Biomarker discovery in rat plasma for estrogen receptor-α action

To support in vivo screening efforts for estrogen receptor (ER) subtype selective therapeutic agents, we initiated work to discover surrogate markers (biomarkers) in blood plasma that would change in response to ER subtype-specific action. We used a proteomic approach employing strong anion exchange chromatography (SAX), PAGE, and MS to identify potential plasma markers for selective ER-a action. The methodology was used to compare blood from vehicle-treated rats to blood from rats treated with either 17β-estradiol (an ER-α/ER-β agonist) or compound 1 (17α-ethynyl-[3,2-c]pyrazolo-19-nor-4-androstene-17β-ol, an ER-α-selective agonist).
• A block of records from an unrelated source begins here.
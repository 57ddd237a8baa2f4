//! Authentication service for first-run setup, login, and token management

use base64::{engine::general_purpose::URL_SAFE_NO_PAD, Engine as _};
use bcrypt::{hash, verify, DEFAULT_COST};
use chrono::{Duration, Utc};
use jsonwebtoken::{decode, encode, errors::ErrorKind, DecodingKey, EncodingKey, Header, Validation};
use serde::{Deserialize, Serialize};
use sha2::{Digest, Sha256};
use sqlx::{FromRow, PgConnection, PgPool};
use uuid::Uuid;

use crate::config::Config;
use crate::error::{AppError, AppResult};
use crate::services::audit;
use crate::services::user::UserSummary;
use shared::text::clean_text;
use shared::{validate_password, validate_username, SetupInput};
use validator::Validate;

/// Authentication service
#[derive(Clone)]
pub struct AuthService {
    db: PgPool,
    jwt_secret: String,
    access_token_expiry: i64,
    refresh_token_expiry: i64,
}

/// JWT claims structure
#[derive(Debug, Serialize, Deserialize)]
pub struct Claims {
    pub sub: String, // User ID
    pub username: String,
    pub name: String,
    pub is_admin: bool,
    pub exp: i64,
    pub iat: i64,
}

/// Authentication tokens
#[derive(Debug, Serialize)]
pub struct AuthTokens {
    pub access_token: String,
    pub refresh_token: String,
    pub token_type: String,
    pub expires_in: i64,
}

/// Tokens plus the account they were issued for
#[derive(Debug, Serialize)]
pub struct AuthSession {
    #[serde(flatten)]
    pub tokens: AuthTokens,
    pub user: UserSummary,
}

/// Why an access token was rejected
#[derive(Debug, Clone, Copy, PartialEq, Eq)]
pub enum TokenError {
    Expired,
    Invalid,
}

/// User info from database
#[derive(Debug, FromRow)]
struct UserRow {
    id: i64,
    username: String,
    name: String,
    password_hash: String,
    is_admin: bool,
}

/// Decode and validate an access token
pub fn decode_access_token(token: &str, secret: &str) -> Result<Claims, TokenError> {
    decode::<Claims>(
        token,
        &DecodingKey::from_secret(secret.as_bytes()),
        &Validation::default(),
    )
    .map(|data| data.claims)
    .map_err(|e| match e.kind() {
        ErrorKind::ExpiredSignature => TokenError::Expired,
        _ => TokenError::Invalid,
    })
}

/// Hash a bcrypt password off the async executor
pub async fn hash_password(password: String) -> AppResult<String> {
    tokio::task::spawn_blocking(move || hash(password, DEFAULT_COST))
        .await
        .map_err(|e| AppError::Internal(format!("Password hashing task failed: {}", e)))?
        .map_err(|e| AppError::Internal(format!("Password hashing failed: {}", e)))
}

/// Check a password against its bcrypt hash off the async executor
pub async fn verify_password(password: String, password_hash: String) -> AppResult<bool> {
    tokio::task::spawn_blocking(move || verify(password, &password_hash))
        .await
        .map_err(|e| AppError::Internal(format!("Password verification task failed: {}", e)))?
        .map_err(|e| AppError::Internal(format!("Password verification failed: {}", e)))
}

/// Refresh tokens are stored as url-safe base64 SHA-256 digests
pub fn hash_refresh_token(token: &str) -> String {
    URL_SAFE_NO_PAD.encode(Sha256::digest(token.as_bytes()))
}

fn invalid_login() -> AppError {
    AppError::InvalidCredentials
}

impl AuthService {
    /// Create a new AuthService instance
    pub fn new(db: PgPool, config: &Config) -> Self {
        Self {
            db,
            jwt_secret: config.jwt.secret.clone(),
            access_token_expiry: config.jwt.access_token_expiry,
            refresh_token_expiry: config.jwt.refresh_token_expiry,
        }
    }

    /// Whether no account exists yet
    pub async fn setup_required(&self) -> AppResult<bool> {
        let count = sqlx::query_scalar::<_, i64>("SELECT COUNT(*) FROM users")
            .fetch_one(&self.db)
            .await?;
        Ok(count == 0)
    }

    /// Create the first administrator. Only allowed while there are no users.
    pub async fn setup(&self, input: SetupInput) -> AppResult<UserSummary> {
        let input = SetupInput {
            name: clean_text(&input.name),
            username: clean_text(&input.username),
            email: clean_text(&input.email),
            ..input
        };
        let (name, username, email) = (input.name.clone(), input.username.clone(), input.email.clone());

        if name.is_empty() || username.is_empty() || email.is_empty() || input.password.is_empty() {
            return Err(AppError::validation(
                "setup",
                "All fields are required",
                "Todos los campos son obligatorios",
            ));
        }
        if input.password != input.password2 {
            return Err(AppError::validation(
                "password2",
                "Passwords do not match",
                "Las contraseñas no coinciden",
            ));
        }
        input.validate()?;
        validate_username(&username)
            .map_err(|msg| AppError::validation("username", msg, "Nombre de usuario no válido"))?;
        validate_password(&input.password).map_err(|msg| {
            AppError::validation(
                "password",
                msg,
                "La contraseña debe tener al menos 8 caracteres",
            )
        })?;

        let password_hash = hash_password(input.password).await?;

        let mut tx = self.db.begin().await?;

        // Serialise concurrent setup attempts on the users table
        sqlx::query("LOCK TABLE users IN SHARE ROW EXCLUSIVE MODE")
            .execute(&mut *tx)
            .await?;

        let existing = sqlx::query_scalar::<_, i64>("SELECT COUNT(*) FROM users")
            .fetch_one(&mut *tx)
            .await?;
        if existing > 0 {
            return Err(AppError::SetupCompleted);
        }

        let user = sqlx::query_as::<_, UserSummary>(
            r#"
            INSERT INTO users (username, name, email, password_hash, is_admin)
            VALUES ($1, $2, $3, $4, TRUE)
            RETURNING id, username, name, email, is_admin, theme, created_at
            "#,
        )
        .bind(&username)
        .bind(&name)
        .bind(&email)
        .bind(&password_hash)
        .fetch_one(&mut *tx)
        .await?;

        audit::record(
            &mut tx,
            user.id,
            "setup_admin",
            "users",
            user.id,
            format!("Administrador inicial {}", user.username),
        )
        .await?;

        tx.commit().await?;

        tracing::info!(user_id = user.id, "Initial administrator created");
        Ok(user)
    }

    /// Authenticate user with username and password
    pub async fn login(&self, username: &str, password: &str) -> AppResult<AuthSession> {
        let username = username.trim();
        if username.is_empty() || password.is_empty() {
            return Err(invalid_login());
        }

        let user = sqlx::query_as::<_, UserRow>(
            r#"
            SELECT id, username, name, password_hash, is_admin
            FROM users
            WHERE username = $1
            "#,
        )
        .bind(username)
        .fetch_optional(&self.db)
        .await?
        .ok_or_else(invalid_login)?;

        if !verify_password(password.to_string(), user.password_hash.clone()).await? {
            return Err(invalid_login());
        }

        let mut tx = self.db.begin().await?;
        let tokens = self.issue_tokens(&mut tx, &user).await?;
        audit::record(&mut tx, user.id, "login", "users", user.id, "Inicio de sesión").await?;
        let summary = sqlx::query_as::<_, UserSummary>(
            "SELECT id, username, name, email, is_admin, theme, created_at FROM users WHERE id = $1",
        )
        .bind(user.id)
        .fetch_one(&mut *tx)
        .await?;
        tx.commit().await?;

        Ok(AuthSession {
            tokens,
            user: summary,
        })
    }

    /// Exchange a refresh token for a new token pair, revoking the old one
    pub async fn refresh_token(&self, refresh_token: &str) -> AppResult<AuthTokens> {
        let token_hash = hash_refresh_token(refresh_token);
        let mut tx = self.db.begin().await?;

        let user_id = sqlx::query_scalar::<_, i64>(
            r#"
            UPDATE refresh_tokens
            SET revoked_at = NOW()
            WHERE token_hash = $1
              AND expires_at > NOW()
              AND revoked_at IS NULL
            RETURNING user_id
            "#,
        )
        .bind(&token_hash)
        .fetch_optional(&mut *tx)
        .await?
        .ok_or_else(|| AppError::Unauthorized {
            message: "Invalid or expired refresh token".to_string(),
            message_es: "La sesión expiró, inicie sesión nuevamente".to_string(),
        })?;

        let user = sqlx::query_as::<_, UserRow>(
            "SELECT id, username, name, password_hash, is_admin FROM users WHERE id = $1",
        )
        .bind(user_id)
        .fetch_one(&mut *tx)
        .await?;

        let tokens = self.issue_tokens(&mut tx, &user).await?;
        tx.commit().await?;

        Ok(tokens)
    }

    /// Revoke a refresh token of this user and record the logout
    pub async fn logout(&self, user_id: i64, refresh_token: Option<&str>) -> AppResult<()> {
        let mut tx = self.db.begin().await?;

        if let Some(token) = refresh_token {
            sqlx::query(
                r#"
                UPDATE refresh_tokens
                SET revoked_at = NOW()
                WHERE token_hash = $1 AND user_id = $2 AND revoked_at IS NULL
                "#,
            )
            .bind(hash_refresh_token(token))
            .bind(user_id)
            .execute(&mut *tx)
            .await?;
        }

        audit::record(&mut tx, user_id, "logout", "users", user_id, "Cierre de sesión").await?;
        tx.commit().await?;
        Ok(())
    }

    /// Generate access and refresh tokens and store the refresh token hash
    async fn issue_tokens(&self, conn: &mut PgConnection, user: &UserRow) -> AppResult<AuthTokens> {
        let now = Utc::now();
        let access_exp = now + Duration::seconds(self.access_token_expiry);
        let refresh_exp = now + Duration::seconds(self.refresh_token_expiry);

        let access_claims = Claims {
            sub: user.id.to_string(),
            username: user.username.clone(),
            name: user.name.clone(),
            is_admin: user.is_admin,
            exp: access_exp.timestamp(),
            iat: now.timestamp(),
        };

        let access_token = encode(
            &Header::default(),
            &access_claims,
            &EncodingKey::from_secret(self.jwt_secret.as_bytes()),
        )
        .map_err(|e| AppError::Internal(format!("Token generation failed: {}", e)))?;

        // Refresh token (opaque random token)
        let refresh_token = Uuid::new_v4().to_string();

        sqlx::query(
            r#"
            INSERT INTO refresh_tokens (user_id, token_hash, expires_at)
            VALUES ($1, $2, $3)
            "#,
        )
        .bind(user.id)
        .bind(hash_refresh_token(&refresh_token))
        .bind(refresh_exp)
        .execute(&mut *conn)
        .await?;

        Ok(AuthTokens {
            access_token,
            refresh_token,
            token_type: "Bearer".to_string(),
            expires_in: self.access_token_expiry,
        })
    }
}

#[cfg(test)]
mod tests {
    use super::*;

    fn claims(exp_offset: i64) -> Claims {
        let now = Utc::now().timestamp();
        Claims {
            sub: "7".to_string(),
            username: "jperez".to_string(),
            name: "Juan Pérez".to_string(),
            is_admin: true,
            exp: now + exp_offset,
            iat: now,
        }
    }

    fn sign(claims: &Claims, secret: &str) -> String {
        encode(
            &Header::default(),
            claims,
            &EncodingKey::from_secret(secret.as_bytes()),
        )
        .unwrap()
    }

    #[test]
    fn test_access_token_round_trip() {
        let token = sign(&claims(600), "secret");
        let decoded = decode_access_token(&token, "secret").unwrap();
        assert_eq!(decoded.sub, "7");
        assert!(decoded.is_admin);
    }

    #[test]
    fn test_access_token_wrong_secret() {
        let token = sign(&claims(600), "secret");
        assert_eq!(decode_access_token(&token, "other").unwrap_err(), TokenError::Invalid);
    }

    #[test]
    fn test_access_token_expired() {
        let token = sign(&claims(-3600), "secret");
        assert_eq!(decode_access_token(&token, "secret").unwrap_err(), TokenError::Expired);
    }

    #[test]
    fn test_refresh_token_hash_is_stable() {
        let a = hash_refresh_token("abc");
        assert_eq!(a, hash_refresh_token("abc"));
        assert_ne!(a, hash_refresh_token("abd"));
        assert_eq!(a.len(), 43);
    }

    #[tokio::test]
    async fn test_password_hash_and_verify() {
        let hashed = hash_password("changeme123".to_string()).await.unwrap();
        assert!(verify_password("changeme123".to_string(), hashed.clone()).await.unwrap());
        assert!(!verify_password("wrong".to_string(), hashed).await.unwrap());
    }
}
Blood samples were first fractionated by SAX to separate fractions containing dominant common plasma proteins from fractions enriched for less-abundant plasma proteins. 1 -D PAGE analysis of fractions depleted of dominant plasma proteins revealed treatment-specific changes in protein profiles. Protein bands that changed reproducibly in response to ER-a action were excised from the gel, separated by capillary LC, and identified by microspray ESI-MS. Using this method, the plasma levels of two proteins, transthyretin and apolipoprotein E, were shown to decrease in response to ER-a agonism. The method lacked the sensitivity to identify the known, 1000-fold less-abundant, estrogenic marker prolactin (PRL). However, using a commercial RIA and immunoblots, we showed that PRL levels increase significantly in response to treatment with the ER-a selective agonist, compound 1.